__Stored data__.
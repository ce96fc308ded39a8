//! Add contact schema: `data = {name, publicKey}`

use serde_json::{json, Value};

use super::QrCodeDataSchema;
use crate::artifact::ContactQr;
use crate::envelope::Envelope;
use crate::error::QrResult;
use crate::types::QrCodeType;
use crate::utils::require_json_string;

pub struct AddContactDataSchema;

impl QrCodeDataSchema for AddContactDataSchema {
    type Artifact = ContactQr;

    fn get_data(qr: &ContactQr) -> QrResult<Value> {
        Ok(json!({
            "name": qr.name(),
            "publicKey": qr.account_public_key(),
        }))
    }
}

impl AddContactDataSchema {
    pub fn parse(json: &str) -> QrResult<ContactQr> {
        Self::from_envelope(Envelope::parse(json, QrCodeType::AddContact)?)
    }

    pub(crate) fn from_envelope(envelope: Envelope) -> QrResult<ContactQr> {
        let name = require_json_string(&envelope.data, "name")?;
        let public_key = require_json_string(&envelope.data, "publicKey")?;
        Ok(ContactQr::new(name, public_key, envelope.network_id, envelope.chain_id))
    }
}
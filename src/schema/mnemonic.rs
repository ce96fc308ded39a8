//! Export mnemonic schema
//!
//! Same plain-or-encrypted layout as account exports, with the plain phrase
//! stored under `plainMnemonic`. Whether the phrase is a valid BIP39
//! mnemonic is not checked here; see [`MnemonicQr::mnemonic`].

use serde_json::Value;

use super::QrCodeDataSchema;
use crate::artifact::MnemonicQr;
use crate::crypto::ProtectedField;
use crate::envelope::Envelope;
use crate::error::{QrError, QrResult};
use crate::log_warn;
use crate::types::QrCodeType;

/// Key holding an unencrypted mnemonic
pub const PLAIN_MNEMONIC_FIELD: &str = "plainMnemonic";

pub struct ExportMnemonicDataSchema;

impl QrCodeDataSchema for ExportMnemonicDataSchema {
    type Artifact = MnemonicQr;

    fn get_data(qr: &MnemonicQr) -> QrResult<Value> {
        let field = ProtectedField::seal(qr.mnemonic_plain_text(), qr.password())?;
        Ok(field.to_data(PLAIN_MNEMONIC_FIELD))
    }
}

impl ExportMnemonicDataSchema {
    pub fn parse(json: &str, password: Option<&str>) -> QrResult<MnemonicQr> {
        Self::from_envelope(Envelope::parse(json, QrCodeType::ExportMnemonic)?, password)
    }

    pub(crate) fn from_envelope(envelope: Envelope, password: Option<&str>) -> QrResult<MnemonicQr> {
        let plain_text = read_mnemonic(&envelope.data, password).map_err(|e| {
            log_warn!("schema::mnemonic", "Could not parse mnemonic pass phrase", cause = e);
            e.collapse(QrCodeType::ExportMnemonic)
        })?;

        Ok(MnemonicQr::new(
            plain_text,
            envelope.network_id,
            envelope.chain_id,
            password,
        ))
    }
}

fn read_mnemonic(data: &Value, password: Option<&str>) -> QrResult<String> {
    let plain_text = ProtectedField::from_data(data, PLAIN_MNEMONIC_FIELD)?.reveal(password)?;
    if plain_text.is_empty() {
        return Err(QrError::InvalidMnemonic);
    }
    Ok(plain_text)
}

#[cfg(test)]
mod tests {
    use super::*;
    use crate::artifact::QrCodeBase;
    use crate::types::NetworkType;
    use serde_json::json;

    const PHRASE: &str = "stumble shoot spawn bitter forest waste attitude chest square kite dawn photo twice message bargain trap spin vote lamp wire also either else pupil";

    #[test]
    fn test_get_data_plain() {
        let mnemonic = MnemonicQr::new(PHRASE, NetworkType::MIJIN_TEST, "no-chain-id", None);
        let data = ExportMnemonicDataSchema::get_data(&mnemonic).unwrap();

        assert_eq!(data, json!({"plainMnemonic": PHRASE}));
    }

    #[test]
    fn test_parse_encrypted_roundtrip() {
        let mnemonic = MnemonicQr::new(PHRASE, NetworkType::MIJIN_TEST, "no-chain-id", Some("password"));
        let json = mnemonic.to_json().unwrap();
        let parsed = ExportMnemonicDataSchema::parse(&json, Some("password")).unwrap();

        assert!(!json.contains("stumble"));
        assert_eq!(parsed.mnemonic_plain_text(), PHRASE);
    }

    #[test]
    fn test_parse_wrong_password() {
        let mnemonic = MnemonicQr::new(PHRASE, NetworkType::MIJIN_TEST, "no-chain-id", Some("password"));
        let err = ExportMnemonicDataSchema::parse(&mnemonic.to_json().unwrap(), Some("wrong-password")).unwrap_err();

        assert_eq!(err.to_string(), "Could not parse mnemonic pass phrase.");
    }

    #[test]
    fn test_parse_empty_plain_mnemonic() {
        let json = json!({"v": 3, "type": 5, "network_id": 144, "chain_id": "", "data": {"plainMnemonic": ""}}).to_string();
        assert!(matches!(
            ExportMnemonicDataSchema::parse(&json, None),
            Err(QrError::MnemonicParse(_))
        ));
    }

    #[test]
    fn test_parse_rejects_account_envelope() {
        let json = json!({"v": 3, "type": 2, "network_id": 144, "chain_id": "", "data": {}}).to_string();
        assert!(matches!(
            ExportMnemonicDataSchema::parse(&json, None),
            Err(QrError::InvalidType("MnemonicQR"))
        ));
    }
}
//! Encrypted payload wire shape

use serde::{Deserialize, Serialize};
use serde_json::Value;

use crate::error::{QrError, QrResult};
use crate::utils::{as_json_object, parse_json_value, require_json_string};

/// `{ciphertext, salt}` produced by [`EncryptionService`](super::EncryptionService).
///
/// `ciphertext` starts with the hex encoded IV (32 characters) followed by
/// the base64 AES ciphertext; `salt` is hex. Neither is validated here.
#[derive(Debug, Clone, PartialEq, Eq, Serialize, Deserialize)]
pub struct EncryptedPayload {
    pub ciphertext: String,
    pub salt: String,
}

impl EncryptedPayload {
    pub fn new(ciphertext: impl Into<String>, salt: impl Into<String>) -> Self {
        Self {
            ciphertext: ciphertext.into(),
            salt: salt.into(),
        }
    }

    /// Parse a JSON document holding `ciphertext` and `salt`
    pub fn from_json(json: &str) -> QrResult<Self> {
        let value = parse_json_value(json)?;
        Self::from_value(&value)
    }

    /// Read both fields from an already parsed JSON object
    pub fn from_value(value: &Value) -> QrResult<Self> {
        as_json_object(value, "EncryptedPayload")?;
        let ciphertext = require_json_string(value, "ciphertext")?;
        let salt = require_json_string(value, "salt")?;
        Ok(Self { ciphertext, salt })
    }

    /// Whether `value` has both `ciphertext` and `salt` keys
    pub fn is_data_encrypted(value: &Value) -> bool {
        value
            .as_object()
            .map(|obj| obj.contains_key("ciphertext") && obj.contains_key("salt"))
            .unwrap_or(false)
    }

    pub fn to_value(&self) -> Value {
        serde_json::json!({
            "ciphertext": self.ciphertext,
            "salt": self.salt,
        })
    }

    pub fn to_json(&self) -> QrResult<String> {
        serde_json::to_string(self).map_err(QrError::from)
    }
}
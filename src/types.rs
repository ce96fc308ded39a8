//! Shared types for NIP-7 QR codes
//!
//! The discriminant enumeration and the opaque network identifier are
//! defined here since both the schemas and the generator depend on them.

use serde::{Deserialize, Deserializer, Serialize, Serializer};
use std::fmt;

use crate::error::QrError;

/// Envelope version written by every schema
pub const QR_CODE_VERSION: u8 = 3;

// =============================================================================
// QR Code Types
// =============================================================================

/// Closed set of artifact discriminants (`type` field of the envelope)
#[derive(Debug, Clone, Copy, PartialEq, Eq, Hash)]
#[repr(u8)]
pub enum QrCodeType {
    AddContact = 1,
    ExportAccount = 2,
    RequestTransaction = 3,
    RequestCosignature = 4,
    ExportMnemonic = 5,
    ExportObject = 6,
    ExportAddress = 7,
    SignedTransaction = 8,
    CosignatureSignedTransaction = 9,
}

impl QrCodeType {
    pub const ALL: [QrCodeType; 9] = [
        QrCodeType::AddContact,
        QrCodeType::ExportAccount,
        QrCodeType::RequestTransaction,
        QrCodeType::RequestCosignature,
        QrCodeType::ExportMnemonic,
        QrCodeType::ExportObject,
        QrCodeType::ExportAddress,
        QrCodeType::SignedTransaction,
        QrCodeType::CosignatureSignedTransaction,
    ];

    pub fn as_u8(&self) -> u8 {
        *self as u8
    }

    /// Artifact name used in error messages
    pub fn artifact_name(&self) -> &'static str {
        match self {
            QrCodeType::AddContact => "ContactQR",
            QrCodeType::ExportAccount => "AccountQR",
            QrCodeType::RequestTransaction => "TransactionQR",
            QrCodeType::RequestCosignature => "CosignatureQR",
            QrCodeType::ExportMnemonic => "MnemonicQR",
            QrCodeType::ExportObject => "ObjectQR",
            QrCodeType::ExportAddress => "AddressQR",
            QrCodeType::SignedTransaction => "SignedTransactionQR",
            QrCodeType::CosignatureSignedTransaction => "CosignatureSignedTransactionQR",
        }
    }
}

impl TryFrom<u64> for QrCodeType {
    type Error = QrError;

    fn try_from(value: u64) -> Result<Self, Self::Error> {
        QrCodeType::ALL
            .iter()
            .copied()
            .find(|t| u64::from(t.as_u8()) == value)
            .ok_or_else(|| QrError::UnrecognizedType(value.to_string()))
    }
}

impl fmt::Display for QrCodeType {
    fn fmt(&self, f: &mut fmt::Formatter<'_>) -> fmt::Result {
        write!(f, "{:?}({})", self, self.as_u8())
    }
}

impl Serialize for QrCodeType {
    fn serialize<S: Serializer>(&self, serializer: S) -> Result<S::Ok, S::Error> {
        serializer.serialize_u8(self.as_u8())
    }
}

impl<'de> Deserialize<'de> for QrCodeType {
    fn deserialize<D: Deserializer<'de>>(deserializer: D) -> Result<Self, D::Error> {
        let raw = u64::deserialize(deserializer)?;
        QrCodeType::try_from(raw).map_err(serde::de::Error::custom)
    }
}

// =============================================================================
// Network Types
// =============================================================================

/// Target network identifier, passed through untouched
///
/// Any non-negative JSON integer is accepted, not only the known constants.
#[derive(Debug, Clone, Copy, PartialEq, Eq, Hash, Serialize, Deserialize)]
#[serde(transparent)]
pub struct NetworkType(pub u64);

impl NetworkType {
    pub const MAIN_NET: NetworkType = NetworkType(104);
    pub const TEST_NET: NetworkType = NetworkType(152);
    pub const MIJIN: NetworkType = NetworkType(96);
    pub const MIJIN_TEST: NetworkType = NetworkType(144);
}

impl From<u8> for NetworkType {
    fn from(value: u8) -> Self {
        NetworkType(u64::from(value))
    }
}

impl From<u64> for NetworkType {
    fn from(value: u64) -> Self {
        NetworkType(value)
    }
}

impl fmt::Display for NetworkType {
    fn fmt(&self, f: &mut fmt::Formatter<'_>) -> fmt::Result {
        write!(f, "{}", self.0)
    }
}

#[cfg(test)]
mod tests {
    use super::*;

    #[test]
    fn test_qr_code_type_values() {
        assert_eq!(QrCodeType::AddContact.as_u8(), 1);
        assert_eq!(QrCodeType::ExportAddress.as_u8(), 7);
        assert_eq!(QrCodeType::CosignatureSignedTransaction.as_u8(), 9);
    }

    #[test]
    fn test_qr_code_type_try_from() {
        for t in QrCodeType::ALL {
            assert_eq!(QrCodeType::try_from(u64::from(t.as_u8())).unwrap(), t);
        }
        assert!(QrCodeType::try_from(0).is_err());
        assert!(QrCodeType::try_from(10).is_err());
    }

    #[test]
    fn test_qr_code_type_serializes_as_integer() {
        assert_eq!(serde_json::to_string(&QrCodeType::ExportMnemonic).unwrap(), "5");
        let parsed: QrCodeType = serde_json::from_str("2").unwrap();
        assert_eq!(parsed, QrCodeType::ExportAccount);
        assert!(serde_json::from_str::<QrCodeType>("99").is_err());
    }

    #[test]
    fn test_network_type_is_transparent() {
        assert_eq!(serde_json::to_string(&NetworkType::TEST_NET).unwrap(), "152");
        assert_eq!(serde_json::to_string(&NetworkType::from(1000u64)).unwrap(), "1000");
        assert_eq!(NetworkType::from(152u8), NetworkType::TEST_NET);
    }
}
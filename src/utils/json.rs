//! JSON Parsing Utilities
//!
//! Safe JSON parsing with proper error handling.

use crate::error::{QrError, QrResult};
use serde_json::{Map, Value};

/// Parse a non-empty JSON document into a value
pub fn parse_json_value(json_str: &str) -> QrResult<Value> {
    if json_str.is_empty() {
        return Err(QrError::EmptyJson);
    }
    Ok(serde_json::from_str(json_str)?)
}

/// Borrow a value as a JSON object
pub fn as_json_object<'a>(value: &'a Value, what: &'static str) -> QrResult<&'a Map<String, Value>> {
    value.as_object().ok_or(QrError::NotAnObject(what))
}

/// Extract a mandatory string field
pub fn require_json_string(value: &Value, field: &'static str) -> QrResult<String> {
    match value.get(field) {
        None | Some(Value::Null) => Err(QrError::MissingField(field)),
        Some(Value::String(s)) => Ok(s.clone()),
        Some(other) => Err(QrError::invalid_field(
            field,
            format!("expected a string, got {}", other),
        )),
    }
}

/// Extract a mandatory field of any shape
pub fn require_json_field<'a>(value: &'a Value, field: &'static str) -> QrResult<&'a Value> {
    value.get(field).ok_or(QrError::MissingField(field))
}

/// Non-negative integer, also accepting floats with no fractional part
pub fn as_integral_u64(value: &Value) -> Option<u64> {
    if let Some(n) = value.as_u64() {
        return Some(n);
    }
    value
        .as_f64()
        .filter(|f| *f >= 0.0 && f.fract() == 0.0 && *f <= u64::MAX as f64)
        .map(|f| f as u64)
}

/// Whether a JSON value counts as "set" (not null, false, 0 or "")
pub fn is_truthy(value: &Value) -> bool {
    match value {
        Value::Null => false,
        Value::Bool(b) => *b,
        Value::Number(n) => n.as_f64().map(|f| f != 0.0).unwrap_or(true),
        Value::String(s) => !s.is_empty(),
        Value::Array(_) | Value::Object(_) => true,
    }
}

__Required action__.
Read through the entries and copy each line in which "true" appears.

__Exercise response__.
        Value::Number(n) => n.as_f64().map(|f| f != 0.0).unwrap_or(true),
        Value::Array(_) | Value::Object(_) => true,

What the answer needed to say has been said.